Question

Solve the following to find the value of $x$:
${4^x} + {6^x} = {9^x}$

Answer 1

Hint:- To solve this question we have to make some changes so that it can be solved so we will divide by ${9^x}$. Now make the quadratic equation by assuming like terms as one variable, solve this quadratic equation and again substitute that variable to what we had taken earlier. Use log at the end.

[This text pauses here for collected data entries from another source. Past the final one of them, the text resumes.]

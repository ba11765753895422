// Copyright 2026 by the timetabler authors
//
// Licensed under the Apache License, Version 2.0 (the "License"); you may not use this file except in compliance with
// the License. You may obtain a copy of the License at
//
//     http://www.apache.org/licenses/LICENSE-2.0
//
// Unless required by applicable law or agreed to in writing, software distributed under the License is distributed on an
// "AS IS" BASIS, WITHOUT WARRANTIES OR CONDITIONS OF ANY KIND, either express or implied. See the License for the
// specific language governing permissions and limitations under the License.

use clap::{arg, command, value_parser};
use log::{error, info};
use std::time::Duration;
use timetabler::cp::{SearchSolver, SolverConfig};
use timetabler::{Error, SolveOutcome};

fn main() {
    env_logger::init();

    let matches = command!()
        .arg(arg!(<CONFIG> "Timetable configuration file (JSON)").value_parser(value_parser!(std::path::PathBuf)))
        .arg(
            arg!(-o --output <FILE> "Write the timetable to this file instead of stdout")
                .value_parser(value_parser!(std::path::PathBuf)),
        )
        .arg(arg!(--json "Write the timetable in the simple JSON format instead of the human readable listing"))
        .arg(
            arg!(-j --threads <N> "Number of solver threads. Defaults to the number of CPUs.")
                .value_parser(value_parser!(u32)),
        )
        .arg(arg!(--"node-limit" <N> "Stop the search after N nodes").value_parser(value_parser!(u64)))
        .arg(arg!(--"time-limit" <SECS> "Stop the search after SECS seconds").value_parser(value_parser!(u64)))
        .get_matches();

    // Read configuration
    let config_path = matches.get_one::<std::path::PathBuf>("CONFIG").unwrap();
    let file = match std::fs::File::open(config_path) {
        Ok(f) => f,
        Err(e) => {
            error!("Could not open input file {}: {}", config_path.display(), e);
            std::process::exit(exitcode::NOINPUT)
        }
    };
    let config = match timetabler::io::config::read(std::io::BufReader::new(file)) {
        Ok(c) => c,
        Err(e) => {
            error!("Could not read configuration: {}", e);
            std::process::exit(exitcode::DATAERR)
        }
    };

    // Build model
    let session = match timetabler::build_session(&config) {
        Ok(s) => s,
        Err(e) => {
            error!("{}", e);
            std::process::exit(exitcode::DATAERR)
        }
    };

    // Solve
    let mut solver_config = SolverConfig::default();
    if let Some(threads) = matches.get_one::<u32>("threads") {
        solver_config.num_threads = *threads;
    }
    solver_config.node_limit = matches.get_one::<u64>("node-limit").copied();
    solver_config.time_limit = matches.get_one::<u64>("time-limit").map(|s| Duration::from_secs(*s));
    let timetable = match timetabler::solve(session, &SearchSolver::new(solver_config)) {
        Ok(SolveOutcome::Solved(t)) => t,
        Ok(SolveOutcome::Infeasible) => {
            error!("The constraints admit no timetable.");
            std::process::exit(exitcode::DATAERR)
        }
        Err(e @ Error::Configuration(_)) => {
            error!("{}", e);
            std::process::exit(exitcode::DATAERR)
        }
        Err(e) => {
            error!("{}", e);
            std::process::exit(exitcode::SOFTWARE)
        }
    };
    info!(
        "Found timetable with status {} and penalty {}",
        timetable.status(),
        timetable.objective().unwrap_or(0)
    );

    // Write output
    let result = match matches.get_one::<std::path::PathBuf>("output") {
        Some(path) => {
            let file = match std::fs::File::create(path) {
                Ok(f) => f,
                Err(e) => {
                    error!("Could not create output file {}: {}", path.display(), e);
                    std::process::exit(exitcode::CANTCREAT)
                }
            };
            write_timetable(std::io::BufWriter::new(file), &timetable, matches.get_flag("json"))
        }
        None => write_timetable(std::io::stdout(), &timetable, matches.get_flag("json")),
    };
    if let Err(e) = result {
        error!("Could not write timetable: {}", e);
        std::process::exit(exitcode::IOERR)
    }
}

fn write_timetable<W: std::io::Write>(mut writer: W, timetable: &timetabler::Timetable, json: bool) -> Result<(), String> {
    if json {
        timetabler::io::simple::write(writer, timetable)
    } else {
        writer
            .write_all(timetabler::io::format_timetable(timetable).as_bytes())
            .map_err(|e| e.to_string())
    }
}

Complete step-by-step answer:

Here we have
${4^x} + {6^x} = {9^x}$
Now on dividing by ${9^x}$ we get,
$
  \dfrac{{{4^x}}}{{{9^x}}} + \dfrac{{{6^x}}}{{{9^x}}} = \dfrac{{{9^x}}}{{{9^x}}} \\
   \Rightarrow {\left( {\dfrac{4}{9}} \right)^x} + {\left( {\dfrac{6}{9}} \right)^x} = 1 \\
 $
We can write it as
${\left( {{{\left( {\dfrac{2}{3}} \right)}^2}} \right)^x} + {\left( {\dfrac{2}{3}} \right)^x} = 1$
${\left( {\dfrac{2}{3}} \right)^{2x}} + {\left( {\dfrac{2}{3}} \right)^x} = 1$
Now to solve it easily let ${\left( {\dfrac{2}{3}} \right)^x} = t$ , now equation becomes quadratic in t
$
  {t^2} + t - 1 = 0 \\
    \\
$
Using formula for finding roots of quadratic equation, we get,
$t = \dfrac{{ - 1 \pm \sqrt 5 }}{2}$
Now we have to replace t by ${\left( {\dfrac{2}{3}} \right)^x}$
${\left( {\dfrac{2}{3}} \right)^x} = \dfrac{{ - 1 \pm \sqrt 5 }}{2}$
From here to find x we have to take a log with base $\left( {\dfrac{2}{3}} \right)$ to find x.
$
  {\log _{\dfrac{2}{3}}}{\left( {\dfrac{2}{3}} \right)^x} = {\log _{\dfrac{2}{3}}}\dfrac{{ - 1 + \sqrt 5 }}{2} \\
  \therefore x = {\log _{\dfrac{2}{3}}}\left( {\dfrac{{ - 1 + \sqrt 5 }}{2}} \right) \\
 $ $\left( {\because {{\log }_a}{a^x} = x} \right)$

Note: Whenever we get this type of question the key concept of solving is we have to find x by any means one method is discussed above and there are many more methods but we have to select the shortest one and I think this method is too easy to understand.